Program projects will vary in study timeframe and start date over the five-year QUERI program timeframe. Research designs utilized across projects will include the experimental stepped-wedge design for implementation of interventions, prospective observational designs of practice implementation of large-scale policy initiatives, and rigorous evaluation of VA national policies. The program will employ complementary implementation strategies and theories guided by an Implementation Core consisting of a team of notable VA implementation scientists with proven track records in designing and executing programs to control antimicrobial resistance and HAIs. Specific implementation strategies will include audit and feedback, clinical decision support, external facilitation, provider education and activation, and adherence engineering. The Promoting Action on Research in Health Services (PARiHS) framework will be used to assess contextual factors influencing implementation within facilities, while work system barriers and facilitators will be assessed using the Consolidated Framework for Implementation Research (CFIR) and the Systems Engineering Initiative for Patient Safety (SEIPS) model. Data collection methods will include the use of national VA datasets, direct observation, and primary data (i.e., surveys, interviews, and focus groups).

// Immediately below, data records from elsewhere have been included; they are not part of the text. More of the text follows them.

#[cfg(test)]
mod tests {
    use super::*;
    use std::sync::atomic::{AtomicUsize, Ordering};
    use std::time::Duration;

    struct Greeting(&'static str);
    struct Recipient(&'static str);
    struct Message(String);

    fn message_providers() -> [Provider; 3] {
        [
            Provider::value(Greeting("Hello")),
            Provider::value(Recipient("World")),
            Provider::function(|(g, r): (Arc<Greeting>, Arc<Recipient>)| {
                Message(format!("{} {}", g.0, r.0))
            }),
        ]
    }

    #[test]
    fn test_solution_guard_restores_previous_state() {
        let ctx = Context::new();
        let before = ctx.state();
        {
            let _guard = ctx.solve(message_providers()).unwrap();
            assert_eq!(ctx.provider_count(), 3);
            assert!(ctx.has_provider::<Message>());
        }
        assert!(Arc::ptr_eq(&ctx.state(), &before));
        assert!(!ctx.has_provider::<Message>());
    }

    #[test]
    fn test_failed_solve_leaves_state_untouched() {
        let ctx = Context::new();
        let before = ctx.state();
        let err = ctx
            .provide(Provider::function(|_: Arc<Greeting>| Recipient("World")))
            .err()
            .unwrap();
        assert!(err.is_provider_missing());
        assert!(Arc::ptr_eq(&ctx.state(), &before));
    }

    #[test]
    fn test_shared_call_restores_values_on_close() {
        let ctx = Context::new();
        let _guard = ctx.solve(message_providers()).unwrap();

        let seen = ctx
            .invoke()
            .shared()
            .call(|_: Arc<Message>| ctx.get::<Greeting>().is_some())
            .unwrap();
        assert!(seen);
        assert!(ctx.current_values().is_empty());
    }

    #[test]
    fn test_override_rebuilds_dependents() {
        let ctx = Context::new();
        let _guard = ctx.solve(message_providers()).unwrap();

        let text = ctx
            .invoke()
            .value(Greeting("Goodbye"))
            .call(|m: Arc<Message>| m.0.clone())
            .unwrap();
        assert_eq!(text, "Goodbye World");
    }

    #[test]
    fn test_cleanup_error_is_returned_after_success() {
        let ctx = Context::new();
        let _guard = ctx
            .provide(Provider::resource(|(): ()| {
                Ok::<_, std::io::Error>(
                    crate::Resource::new(Greeting("Hello"))
                        .on_release(|_| Err::<(), _>("release failed")),
                )
            }))
            .unwrap();

        let err = ctx.resolve::<Greeting>().err().unwrap();
        assert!(matches!(err, DiError::Cleanup { errors } if errors.len() == 1));
    }

    #[test]
    fn test_fork_is_independent() {
        let ctx = Context::new();
        let child = ctx.fork();
        let _guard = child.solve(message_providers()).unwrap();
        assert_eq!(child.depth(), 1);
        assert!(child.has_provider::<Greeting>());
        assert!(!ctx.has_provider::<Greeting>());
    }

    #[test]
    fn test_clone_has_its_own_cells() {
        let ctx = Context::new();
        let _guard = ctx.provide(Provider::value(Greeting("Hello"))).unwrap();

        let clone = ctx.clone();
        assert_eq!(clone.depth(), ctx.depth());
        assert!(clone.has_provider::<Greeting>());

        let scope = clone.shared().value(Recipient("World")).enter().unwrap();
        let _solved = clone.provide(Provider::value(Message("Hi".into()))).unwrap();
        assert!(clone.get::<Recipient>().is_some());
        assert!(ctx.get::<Recipient>().is_none());
        assert!(!ctx.has_provider::<Message>());
        scope.close().unwrap();
    }

    #[test]
    fn test_resume_installs_and_undoes_state() {
        let source = Context::new();
        let _guard = source.solve(message_providers()).unwrap();
        let snapshot = source.copy_state();

        let target = Context::new();
        {
            let _resumed = snapshot.resume(&target);
            let message = target.resolve::<Message>().unwrap();
            assert_eq!(message.0, "Hello World");
        }
        assert_eq!(target.provider_count(), 0);
    }

    #[tokio::test]
    async fn test_dropped_async_call_skips_async_finalizers() {
        let sync_released = Arc::new(AtomicUsize::new(0));
        let async_released = Arc::new(AtomicUsize::new(0));
        let (on_sync, on_async) = (Arc::clone(&sync_released), Arc::clone(&async_released));

        let ctx = Context::new();
        let _guard = ctx
            .solve([
                Provider::resource(move |(): ()| {
                    let released = Arc::clone(&on_sync);
                    Ok::<_, std::io::Error>(crate::Resource::new(Greeting("Hello")).on_release(
                        move |_| {
                            released.fetch_add(1, Ordering::SeqCst);
                            Ok::<_, std::io::Error>(())
                        },
                    ))
                }),
                Provider::async_resource(move |(): ()| {
                    let released = Arc::clone(&on_async);
                    async move {
                        Ok::<_, std::io::Error>(
                            crate::AsyncResource::new(Recipient("World")).on_async_release(
                                move |_| async move {
                                    released.fetch_add(1, Ordering::SeqCst);
                                    Ok::<_, std::io::Error>(())
                                },
                            ),
                        )
                    }
                }),
            ])
            .unwrap();

        let call = ctx
            .invoke()
            .call_async(|_: (Arc<Greeting>, Arc<Recipient>)| std::future::pending::<()>());
        assert!(tokio::time::timeout(Duration::from_millis(20), call).await.is_err());
        assert_eq!(sync_released.load(Ordering::SeqCst), 1);
        assert_eq!(async_released.load(Ordering::SeqCst), 0);

        // A caller-owned stack can still be closed with `aclose`
        let requirements = Requirements::new().param::<Recipient>("recipient");
        let mut arguments = Arguments::new();
        let mut stack = CleanupStack::new();
        ctx.inject_async(&requirements, &mut arguments, &mut stack, InjectOptions::default())
            .await
            .unwrap();
        stack.aclose().await.unwrap();
        assert_eq!(async_released.load(Ordering::SeqCst), 1);
    }

    #[test]
    fn test_low_level_inject_fills_only_missing_arguments() {
        let calls = Arc::new(AtomicUsize::new(0));
        let counter = Arc::clone(&calls);
        let ctx = Context::new();
        let _guard = ctx
            .solve([
                Provider::function(move |(): ()| {
                    counter.fetch_add(1, Ordering::SeqCst);
                    Greeting("Hello")
                }),
                Provider::value(Recipient("World")),
            ])
            .unwrap();

        let requirements = Requirements::new()
            .param::<Greeting>("greeting")
            .param::<Recipient>("recipient");
        let mut arguments = Arguments::new().with("recipient", Recipient("Everyone"));
        let mut stack = CleanupStack::new();
        ctx.inject(&requirements, &mut arguments, &mut stack, InjectOptions::default())
            .unwrap();
        stack.close().unwrap();

        assert_eq!(arguments.get::<Greeting>("greeting").unwrap().0, "Hello");
        assert_eq!(arguments.get::<Recipient>("recipient").unwrap().0, "Everyone");
        assert_eq!(calls.load(Ordering::SeqCst), 1);
        assert!(ctx.current_values().is_empty());
    }
}
//! Stats module - Quantiles, extents and descriptive statistics

mod calculator;

pub use calculator::{DimensionSummary, StatsCalculator};
//! Scales
//! Linear value scales with nice ticks, and evenly spaced categorical positions.

/// Linear mapping from a value domain to a pixel range.
#[derive(Debug, Clone, Copy, PartialEq)]
pub struct LinearScale {
    pub domain: (f64, f64),
    pub range: (f64, f64),
}

impl LinearScale {
    pub fn new(domain: (f64, f64), range: (f64, f64)) -> Self {
        Self { domain, range }
    }

    /// Map a domain value into the range. A zero-width domain maps to the
    /// middle of the range.
    pub fn map(&self, value: f64) -> f64 {
        let (d0, d1) = self.domain;
        let (r0, r1) = self.range;
        let span = d1 - d0;
        let t = if span.is_nan() {
            f64::NAN
        } else if span == 0.0 {
            0.5
        } else {
            (value - d0) / span
        };
        r0 + (r1 - r0) * t
    }

    /// Roughly `count` round values spanning the domain.
    pub fn ticks(&self, count: usize) -> Vec<f64> {
        let (d0, d1) = self.domain;
        if count == 0 || d0.is_nan() || d1.is_nan() {
            return Vec::new();
        }
        if d0 == d1 {
            return vec![d0];
        }

        let reverse = d1 < d0;
        let (start, stop) = if reverse { (d1, d0) } else { (d0, d1) };
        let Some((i1, i2, inc)) = tick_spec(start, stop, count as f64) else {
            return Vec::new();
        };
        if i2 < i1 {
            return Vec::new();
        }

        let mut ticks: Vec<f64> = (i1..=i2)
            .map(|i| {
                if inc < 0.0 {
                    i as f64 / -inc
                } else {
                    i as f64 * inc
                }
            })
            .collect();
        if reverse {
            ticks.reverse();
        }
        ticks
    }

    /// Format a tick with the precision implied by the tick step for `count`
    /// ticks, grouping thousands with commas. Negative values carry a
    /// typographic minus (U+2212).
    pub fn tick_format(&self, value: f64, count: usize) -> String {
        let (d0, d1) = self.domain;
        let step = tick_step(d0, d1, count as f64).abs();
        let precision = if step.is_finite() && step > 0.0 {
            (-step.log10().floor()).max(0.0) as usize
        } else {
            0
        };
        group_thousands(&format!("{:.*}", precision, value))
    }
}

const E10: f64 = 7.0710678118654755; // sqrt(50)
const E5: f64 = 3.1622776601683795; // sqrt(10)
const E2: f64 = 1.4142135623730951; // sqrt(2)

/// Integer tick bounds and increment; a negative increment is an inverse step.
fn tick_spec(start: f64, stop: f64, count: f64) -> Option<(i64, i64, f64)> {
    let step = (stop - start) / count.max(0.0);
    if !step.is_finite() || step <= 0.0 {
        return None;
    }
    let power = step.log10().floor();
    let error = step / 10f64.powf(power);
    let factor = if error >= E10 {
        10.0
    } else if error >= E5 {
        5.0
    } else if error >= E2 {
        2.0
    } else {
        1.0
    };

    let (mut i1, mut i2, inc);
    if power < 0.0 {
        let inverse = 10f64.powf(-power) / factor;
        i1 = (start * inverse).round() as i64;
        i2 = (stop * inverse).round() as i64;
        if (i1 as f64) / inverse < start {
            i1 += 1;
        }
        if (i2 as f64) / inverse > stop {
            i2 -= 1;
        }
        inc = -inverse;
    } else {
        inc = 10f64.powf(power) * factor;
        i1 = (start / inc).round() as i64;
        i2 = (stop / inc).round() as i64;
        if (i1 as f64) * inc < start {
            i1 += 1;
        }
        if (i2 as f64) * inc > stop {
            i2 -= 1;
        }
    }

    if i2 < i1 && (0.5..2.0).contains(&count) {
        return tick_spec(start, stop, count * 2.0);
    }
    Some((i1, i2, inc))
}

fn tick_step(start: f64, stop: f64, count: f64) -> f64 {
    let reverse = stop < start;
    let (lo, hi) = if reverse { (stop, start) } else { (start, stop) };
    let inc = match tick_spec(lo, hi, count) {
        Some((_, _, inc)) if inc < 0.0 => 1.0 / -inc,
        Some((_, _, inc)) => inc,
        None => return f64::NAN,
    };
    if reverse {
        -inc
    } else {
        inc
    }
}

const MINUS: &str = "\u{2212}";

fn group_thousands(formatted: &str) -> String {
    let (sign, rest) = match formatted.strip_prefix('-') {
        // Values that round to zero lose their sign
        Some(rest) if rest.chars().all(|c| c == '0' || c == '.') => ("", rest),
        Some(rest) => (MINUS, rest),
        None => ("", formatted),
    };
    let (int_part, frac_part) = match rest.split_once('.') {
        Some((i, f)) => (i, Some(f)),
        None => (rest, None),
    };

    let mut grouped = String::with_capacity(int_part.len() + int_part.len() / 3);
    for (i, ch) in int_part.chars().enumerate() {
        if i > 0 && (int_part.len() - i) % 3 == 0 {
            grouped.push(',');
        }
        grouped.push(ch);
    }

    match frac_part {
        Some(f) => format!("{sign}{grouped}.{f}"),
        None => format!("{sign}{grouped}"),
    }
}

/// Evenly spaced positions for an ordered set of categories, with outer padding
/// expressed in steps.
#[derive(Debug, Clone, Copy, PartialEq)]
pub struct PointScale {
    pub count: usize,
    pub range: (f64, f64),
    pub padding: f64,
}

impl PointScale {
    pub fn new(count: usize, range: (f64, f64), padding: f64) -> Self {
        Self {
            count,
            range,
            padding,
        }
    }

    /// Distance between adjacent positions.
    pub fn step(&self) -> f64 {
        let (r0, r1) = self.range;
        let slots = (self.count as f64 - 1.0 + self.padding * 2.0).max(1.0);
        (r1 - r0) / slots
    }

    /// Position of the `index`-th category.
    pub fn position(&self, index: usize) -> f64 {
        let (r0, r1) = self.range;
        let step = self.step();
        let used = step * (self.count.saturating_sub(1)) as f64;
        let start = r0 + (r1 - r0 - used) * 0.5;
        start + step * index as f64
    }
}
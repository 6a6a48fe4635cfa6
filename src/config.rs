//! Application configuration, read from an optional JSON file.

use crate::charts::ChartConfig;
use crate::data::{OutlierPolicy, QuantileBounds};
use serde::{Deserialize, Serialize};
use std::path::{Path, PathBuf};
use thiserror::Error;

/// Settings file looked up in the working directory.
pub const CONFIG_FILE: &str = "bankviz.json";

/// Dataset loaded at startup when nothing else is configured.
pub const DEFAULT_DATA_PATH: &str = "bank-full.csv";

#[derive(Error, Debug)]
pub enum ConfigError {
    #[error("Failed to read config: {0}")]
    Io(#[from] std::io::Error),
    #[error("Invalid config: {0}")]
    Json(#[from] serde_json::Error),
    #[error("Quantile bounds must satisfy 0 <= lower <= upper <= 1 (got {0}, {1})")]
    InvalidQuantiles(f64, f64),
    #[error("Chart size must be positive (got {0} x {1})")]
    InvalidChartSize(f64, f64),
    #[error("Chart margins must be non-negative")]
    InvalidMargin,
}

#[derive(Debug, Clone, PartialEq, Serialize, Deserialize)]
#[serde(default)]
pub struct AppConfig {
    pub data_path: PathBuf,
    pub outlier_policy: OutlierPolicy,
    pub lower_quantile: f64,
    pub upper_quantile: f64,
    pub chart: ChartConfig,
}

impl Default for AppConfig {
    fn default() -> Self {
        let bounds = QuantileBounds::default();
        Self {
            data_path: PathBuf::from(DEFAULT_DATA_PATH),
            outlier_policy: OutlierPolicy::default(),
            lower_quantile: bounds.lower,
            upper_quantile: bounds.upper,
            chart: ChartConfig::default(),
        }
    }
}

impl AppConfig {
    /// Read and validate a config file.
    pub fn load(path: &Path) -> Result<Self, ConfigError> {
        let text = std::fs::read_to_string(path)?;
        let config: AppConfig = serde_json::from_str(&text)?;
        config.validate()?;
        Ok(config)
    }

    /// Read [`CONFIG_FILE`] if present, falling back to defaults.
    pub fn load_or_default() -> Self {
        let path = Path::new(CONFIG_FILE);
        if !path.exists() {
            return Self::default();
        }
        match Self::load(path) {
            Ok(config) => {
                log::info!("Using settings from {}", path.display());
                config
            }
            Err(e) => {
                log::warn!("Ignoring {}: {}", path.display(), e);
                Self::default()
            }
        }
    }

    fn validate(&self) -> Result<(), ConfigError> {
        let (lower, upper) = (self.lower_quantile, self.upper_quantile);
        if !(0.0..=1.0).contains(&lower) || !(0.0..=1.0).contains(&upper) || lower > upper {
            return Err(ConfigError::InvalidQuantiles(lower, upper));
        }

        let chart = &self.chart;
        let positive = |v: f64| v.is_finite() && v > 0.0;
        if !positive(chart.width) || !positive(chart.height) {
            return Err(ConfigError::InvalidChartSize(chart.width, chart.height));
        }
        let margin = chart.margin;
        if [margin.top, margin.right, margin.bottom, margin.left]
            .iter()
            .any(|v| !v.is_finite() || *v < 0.0)
        {
            return Err(ConfigError::InvalidMargin);
        }
        Ok(())
    }

    pub fn quantile_bounds(&self) -> QuantileBounds {
        QuantileBounds {
            lower: self.lower_quantile,
            upper: self.upper_quantile,
        }
    }
}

Project 1 (Quality Improvement): Foster improved hand-washing practice by repairing the broken audit-and-feedback mechanism in VA acute-care hospitals via a VISN-wide QI project.
Project 2: Support and enhance the implementation of new national VA guidelines to detect and prevent the spread of carbapenem-resistant Enterobacteriaceae [gram-negative bacteria resistant to the carbapenem class of antibiotics, considered the drugs of last resort for such infections] in VA hospitals.
Project 3: Promote judicious inpatient antibiotic prescribing through a novel antibiotic self-stewardship "timeout" project that prompts VA providers to evaluate the continued need for empiric antibiotics.